Amongst the most evocative pieces included in this exhibition are the ones that image the ocean floor. 59? 38E 19?10 S and 29th November 1987 both map the crash site, the former placing it in the context of the contours of the seabed and an archaeological site, the latter identifying the main debris field, while Ocean flow/air flow charts the ocean currents and draws a parallel to bronchial branches. 29th November 1987 is an intricate filigreed pattern, suggesting both puzzle and coral or seaweed, cut into the surface of the newspaper page that announced the crash. The page has disintegrated, making it impossible to read, yet the grid of columns and images is clear and the pins identifying the debris field give a sense of the utter disintegration of the aircraft and all its contents. There is also a remarkable sense of fragility and the image resists our attempts to read it. We puzzle over the contents of the page, its detail remaining just beyond our reach. It is in this piece that the artist most richly symbolises the complexities of her subject. Here the broken image refers not only to the fracturing that followed the impact but to the incomprehensibility of the event itself, to the partial and unresolved reconstruction of the events that led to that impact, to the fragmentary nature of the evidence, and to the ephemerality of memory.

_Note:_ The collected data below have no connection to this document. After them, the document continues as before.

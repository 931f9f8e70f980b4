//! Engine-owned scratch state.
//!
//! The interpreter keeps two pieces of transient state while it works on a
//! block: the working [`VariableState`] (one abstract value per slot) and
//! the per-node value table. The node table is owned by the engine and its
//! entries for a block are reset by `begin_block`, so the "cache is only
//! valid for the block currently being interpreted" invariant is enforced
//! structurally instead of by convention.

use super::abstract_value::AbstractValue;
use crate::ir::arena::SecondaryMap;
use crate::ir::block::BasicBlock;
use crate::ir::node::{Node, NodeId};
use crate::ir::operand::Operands;

/// Abstract values for every variable slot at one program point.
pub type VariableState = Operands<AbstractValue>;

/// Per-node abstract values for the pass.
///
/// During interpretation of a block, only that block's entries are live.
/// Once the fixpoint is reached, each entry holds the node's final value
/// (the one computed by the last interpretation of its block), which is
/// what the code generator consumes.
#[derive(Debug, Default)]
pub struct NodeValues {
    values: SecondaryMap<Node, AbstractValue>,
}

impl NodeValues {
    /// Table sized for a graph of `num_nodes` nodes.
    pub fn with_len(num_nodes: usize) -> Self {
        NodeValues {
            values: SecondaryMap::with_len(num_nodes),
        }
    }

    /// Reset every entry belonging to `block` to bottom. Must run before
    /// interpreting the block, including re-interpretation in a later
    /// fixpoint iteration.
    pub fn clear_block(&mut self, block: &BasicBlock) {
        for &node in &block.nodes {
            self.values[node].clear();
        }
    }

    #[inline]
    pub fn value(&self, node: NodeId) -> &AbstractValue {
        &self.values[node]
    }

    #[inline]
    pub fn value_mut(&mut self, node: NodeId) -> &mut AbstractValue {
        &mut self.values[node]
    }

    /// Grow the table if the graph gained nodes since construction.
    pub fn resize(&mut self, num_nodes: usize) {
        self.values.resize(num_nodes);
    }
}
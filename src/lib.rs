//! Speculative-tier front end for the Vesper VM.
//!
//! This crate holds the typed mid-level IR the optimizing tier compiles
//! from ([`ir`]) and the type/value abstract-interpretation engine that
//! runs over it before code generation ([`cfa`]). The analysis computes,
//! for every operation and every live variable at every program point, a
//! conservative description of the values that can flow there; the code
//! generator uses it to pick type-specialized instruction sequences, place
//! deoptimization guards, fold constants, and drop provably-dead branch
//! edges.

pub mod cfa;
pub mod ir;
pub mod shape;
pub mod speculation;
pub mod value;

pub use cfa::{AbstractValue, Cfa, CfaConfig, CfaStats};
pub use ir::{BasicBlock, BlockId, BranchDirection, Graph, GraphBuilder, GraphError, Node, NodeId, Op};
pub use shape::{PropertyId, ShapeId, ShapeInfo, ShapeKind, ShapeRegistry, ShapeSet};
pub use speculation::{ArrayKind, ArrayMode, ArrayModes, SpecType};
pub use value::JsValue;
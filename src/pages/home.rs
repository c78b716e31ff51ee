use leptos::prelude::*;
use log::{error, info};

use crate::components::intel_graph::{GraphData, IntelGraphCanvas};

const SAMPLE_SCAN: &str = include_str!("../../demos/sample_scan.json");

/// Load the bundled scan export. A broken payload yields an empty graph.
fn load_sample_scan() -> GraphData {
	GraphData::from_json(SAMPLE_SCAN).unwrap_or_else(|err| {
		error!("sample scan payload is malformed: {err}");
		GraphData::default()
	})
}

/// Default Home Page
#[component]
pub fn Home() -> impl IntoView {
	let graph_data = Signal::derive(load_sample_scan);
	let (selected, set_selected) = signal(None::<String>);
	let on_select = Callback::new(move |id: Option<String>| {
		info!("selection changed: {id:?}");
		set_selected.set(id);
	});

	view! {
		<ErrorBoundary fallback=|errors| {
			view! {
				<h1>"Uh oh! Something went wrong!"</h1>

				<p>"Errors: "</p>
				<ul>
					{move || {
						errors
							.get()
							.into_iter()
							.map(|(_, e)| view! { <li>{e.to_string()}</li> })
							.collect_view()
					}}
				</ul>
			}
		}>

			<div class="fullscreen-graph">
				<IntelGraphCanvas data=graph_data fullscreen=true on_select=on_select />
				<div class="graph-overlay">
					<h1>"Intelligence Graph"</h1>
					<p class="subtitle">
						"Drag nodes to reposition. Scroll to zoom. Drag background to pan. Click a node for details."
					</p>
					<p class="selection">
						{move || match selected.get() {
							Some(id) => format!("Selected: {id}"),
							None => "Nothing selected".to_string(),
						}}
					</p>
				</div>
			</div>
		</ErrorBoundary>
	}
}
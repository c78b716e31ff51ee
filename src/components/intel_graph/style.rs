//! Per-category node styling.

pub const SENSITIVE_KIND: &str = "sensitive_data";

#[derive(Clone, Copy, Debug, PartialEq)]
pub struct NodeStyle {
	pub color: &'static str,
	pub radius: f64,
	/// Drawn with a glow and a warning glyph.
	pub sensitive: bool,
}

const fn style(color: &'static str, radius: f64) -> NodeStyle {
	NodeStyle {
		color,
		radius,
		sensitive: false,
	}
}

pub const DEFAULT_STYLE: NodeStyle = style("#94a3b8", 20.0);

const STYLES: &[(&str, NodeStyle)] = &[
	("person", style("#ff6b6b", 30.0)),
	("identity", style("#4ecdc4", 22.0)),
	("platform", style("#4ecdc4", 22.0)),
	("repository", style("#a78bfa", 20.0)),
	(
		SENSITIVE_KIND,
		NodeStyle {
			color: "#ef4444",
			radius: 24.0,
			sensitive: true,
		},
	),
	("organization", style("#96ceb4", 22.0)),
	("email", style("#dda0dd", 18.0)),
	("location", style("#45b7d1", 18.0)),
	("website", style("#ffeaa7", 18.0)),
	("domain", style("#98d8c8", 18.0)),
];

pub fn style_for(kind: &str) -> NodeStyle {
	STYLES
		.iter()
		.find(|(k, _)| *k == kind)
		.map(|(_, s)| *s)
		.unwrap_or(DEFAULT_STYLE)
}

/// Lower strength bound of each edge color band, strongest first.
const EDGE_COLORS: &[(f64, &str)] = &[
	(0.8, "#00ff00"),
	(0.6, "#90ee90"),
	(0.4, "#ffff00"),
	(0.2, "#ffa500"),
];

pub const WEAK_EDGE_COLOR: &str = "#ff0000";

/// Red for weak relations through to green for strong ones.
pub fn edge_color(strength: f64) -> &'static str {
	EDGE_COLORS
		.iter()
		.find(|(min, _)| strength >= *min)
		.map(|(_, c)| *c)
		.unwrap_or(WEAK_EDGE_COLOR)
}
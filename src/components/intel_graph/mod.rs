mod component;
mod controller;
mod details;
mod model;
mod positions;
mod render;
mod state;
mod style;
mod surface;
mod types;
mod viewport;

pub use component::IntelGraphCanvas;
pub use types::GraphData;
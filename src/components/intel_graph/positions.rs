use std::collections::HashMap;

use super::model::Entity;

pub const LAYOUT_CENTER: (f64, f64) = (400.0, 300.0);
pub const BASE_RADIUS: f64 = 140.0;
pub const RING_GROWTH: f64 = 6.0;
pub const ANGLE_STEP: f64 = 0.9;

/// World-space coordinate per node id. Only node drags write to it after seeding.
#[derive(Clone, Debug, Default, PartialEq)]
pub struct PositionStore {
	positions: HashMap<String, (f64, f64)>,
}

/// Initial coordinate of the `i`-th node: the first node sits at the centre,
/// the rest follow an outward spiral.
pub fn seed_position(i: usize) -> (f64, f64) {
	let (cx, cy) = LAYOUT_CENTER;
	if i == 0 {
		return (cx, cy);
	}
	let angle = i as f64 * ANGLE_STEP;
	let radius = BASE_RADIUS + RING_GROWTH * i as f64;
	(cx + radius * angle.cos(), cy + radius * angle.sin())
}

impl PositionStore {
	pub fn seed(entities: &[Entity]) -> Self {
		Self {
			positions: entities
				.iter()
				.enumerate()
				.map(|(i, e)| (e.id.clone(), seed_position(i)))
				.collect(),
		}
	}

	pub fn get(&self, id: &str) -> Option<(f64, f64)> {
		self.positions.get(id).copied()
	}

	/// Overwrite a known node's coordinate. Returns false for unknown ids.
	pub fn set(&mut self, id: &str, x: f64, y: f64) -> bool {
		match self.positions.get_mut(id) {
			Some(pos) => {
				*pos = (x, y);
				true
			}
			None => false,
		}
	}
}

As a whole, this exhibition acts as an installation – a beautifully constructed memorial in which an absent and empty grave is curated. The grave goods are the delicately recreated paper life-jackets, the ghostly animals and currents of the abyssal plain, the tags that represent the seats and the individual lives and acknowledge the homelands from which they came. It is a memorial in which the carefully plotted ocean floor becomes a living thing, a breathing lung that keeps alive the memory of the dead, yet is simultaneously distant and cold and inaccessible. Lyndi Sales’ great achievement here is to have created a body of work that is beautifully constructed, intriguing, evocative, free from sentimentality and yet so closely integrated into a personal sense of loss, even anger, and the memories of her fourteen year old self who waited for the father who would never return. She has memorialised that loss and characterised the chances of its occurrence as 1 in 11 000 000, but at the same time she has reminded us all of our own fragility and vulnerability and the forces that are way beyond our control.
Pippa Skotnes is an artist, curator, author, director of the Centre for Curating the Archive and interim director of the Gordon Institute for Performing and Creative Arts at UCT.